Currency exchange: In the last 5 years we never had our problems Euros to change but here in Guatemala is quite difficult and sometimes sweat. In Flores, because of its proximity to the Mayan ruins of Tikal, certainly one of the touristischten places of Guatemala, we have about 3 hours to 50, - € to change! No, to banks it has certainly not gemangelt, but all banks share only U.S. $! Even the ATMs want our European card is not accepted, but after my T-shirt has a little more dry spots which we finally find a bank willing, to exchange our €. However, our exchanges Euros at a rate of 1:1,5 in dollars in order then to the current market value in the Guatemalan Quetzales changed! 3 hours to 50, - € to replace them and that, where the world just a mouse click away!
 
And if you're not willing, then I need violence: The truck wanted backwards in the branch enter. But the driver, much too early, so that the semitrailer about 3m above the road runs into the ditch and the truck on the other hand, with halfway moving tires, sticks in the ditch. Now comes a bulldozer and lifts the difficult the back of the semitrailer up and pushes it further towards the way before the semi fell back on the floor. We fear that either of the semi-trailer would break. It was certainly a few times just before that one of the accidents happened, but eventually wins the power. The trailer is on the way and the truck from the ditch! The road block is repealed and we cycle again.
 
Attention wild animals: No front of the large wild animals we really have no fear (except perhaps for the snakes), but small animals such as mosquitoes or ants teach us again and again but the new fear.
 
Tikal: Even with Nadine I will see Tikal, but this time we are almost in the garden of a hotel on our tent and can be directly at the entrance of the park overnight. More on the history of Tikal in the first weekly report of Guatemala.
 
The jungle awakes: 03:45 clock rings the alarm, was short of free stuff from the packed and poorly lit with candles park entrance.
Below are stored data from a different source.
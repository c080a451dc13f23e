use std::cmp::Ordering;

/// Returns true when `installed` predates the release that fixed an issue.
///
/// An issue without a fix affects every version.
pub fn is_affected(installed: &str, fixed_in: Option<&str>) -> bool {
    match fixed_in {
        Some(fixed) => is_newer(fixed, installed),
        None => true,
    }
}

pub fn is_newer(candidate: &str, current: &str) -> bool {
    // Try semver comparison first
    if let (Some(candidate_ver), Some(current_ver)) =
        (parse_lenient(candidate), parse_lenient(current))
    {
        return candidate_ver > current_ver;
    }

    // Four-part and otherwise odd versions ("1.2.3.4", "2.0b")
    compare_components(candidate, current) == Ordering::Greater
}

/// Parses a version, padding WordPress style "4.7" out to "4.7.0".
fn parse_lenient(version: &str) -> Option<semver::Version> {
    let version = version.trim().trim_start_matches('v');
    if let Ok(parsed) = semver::Version::parse(version) {
        return Some(parsed);
    }

    let (core, pre) = match version.split_once('-') {
        Some((core, pre)) => (core, Some(pre)),
        None => (version, None),
    };

    let parts: Vec<&str> = core.split('.').collect();
    let numeric = |part: &&str| !part.is_empty() && part.bytes().all(|b| b.is_ascii_digit());
    if parts.len() > 3 || !parts.iter().all(numeric) {
        return None;
    }

    let mut padded = parts.join(".");
    for _ in parts.len()..3 {
        padded.push_str(".0");
    }
    if let Some(pre) = pre {
        padded.push('-');
        padded.push_str(pre);
    }

    semver::Version::parse(&padded).ok()
}

fn compare_components(a: &str, b: &str) -> Ordering {
    let numbers = |v: &str| -> Vec<u64> {
        v.trim_start_matches('v')
            .split(|c: char| !c.is_ascii_digit())
            .filter(|part| !part.is_empty())
            .filter_map(|part| part.parse().ok())
            .collect()
    };

    let (left, right) = (numbers(a), numbers(b));
    for i in 0..left.len().max(right.len()) {
        let l = left.get(i).copied().unwrap_or(0);
        let r = right.get(i).copied().unwrap_or(0);
        match l.cmp(&r) {
            Ordering::Equal => continue,
            other => return other,
        }
    }
    Ordering::Equal
}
A few minutes later, then even the first tour buses and in the great turmoil, I ask Luis Guide whom I also had my mother and we are in for 5, - € instead of 10, - to € with the sunrise tour: Well is accompanied by heavily armed pumping Guns Parkrangern a brief half hour by the pitchblack park to Temple IV, we in the first dawn climb. We are almoust the first and so after witness how different howlermonkey families awaken, start their morning roar and thus wake the remaining virgin forest dwellers we Spider Monkeys, toucans and parrots. With its 65m the Temple IV is the largest structure in Tikal, and so we sit almost directly above a sea of leaves. Thanks to the overnight rain still a lot of hang fog over the roof of the jungle, which gradually from the sun's rays be resolved.
 
Temple IV: After sunrise we adopt, however, the guided tour and start with the park on your own to explore. Suddenly we discover in a gap in leafes the roof  of temple IV. Here we have above the sunrise spent. The 741n.Chr. Temple completed IV served as a backdrop, incidentally a rebel base in Star Wars
 
Temple II: Long before the masses everyday tourists arrive at the Grand Plaza, we can already impressive 44 high temple in the morning I enjoy the sun. The temple was in honor of the wife of the Maya ruler Hasaw Chan K'awil built. About a wooden staircase on the left side of the temple can even climb.
 
Temple I: The 47m high temple was dedicated to Hasaw Chan K'awil built, the Maya rulers, after long debates finally Calakmul, Tikals Erzfeinde, beaten. Finish leave the temple, but his son and successor Yik'in Chan K'awil in the year 712 AD.
 
Rain at the temple V: What actually every day so we will continue in Tikal from those included in the usual rainy season and rain Nachmittagsgewittern caught. As the thunderstorm loslegt we just enjoy the magnificent view from the 58m high temple V. The wooden staircase to the temple leads V is extremely steep (almost vertically and not for weak minds) and before the rain greasy and slippery, we will increase from the over 1400 years old temple prefer down in the Urwal. Just in time before an strong tropical rain came.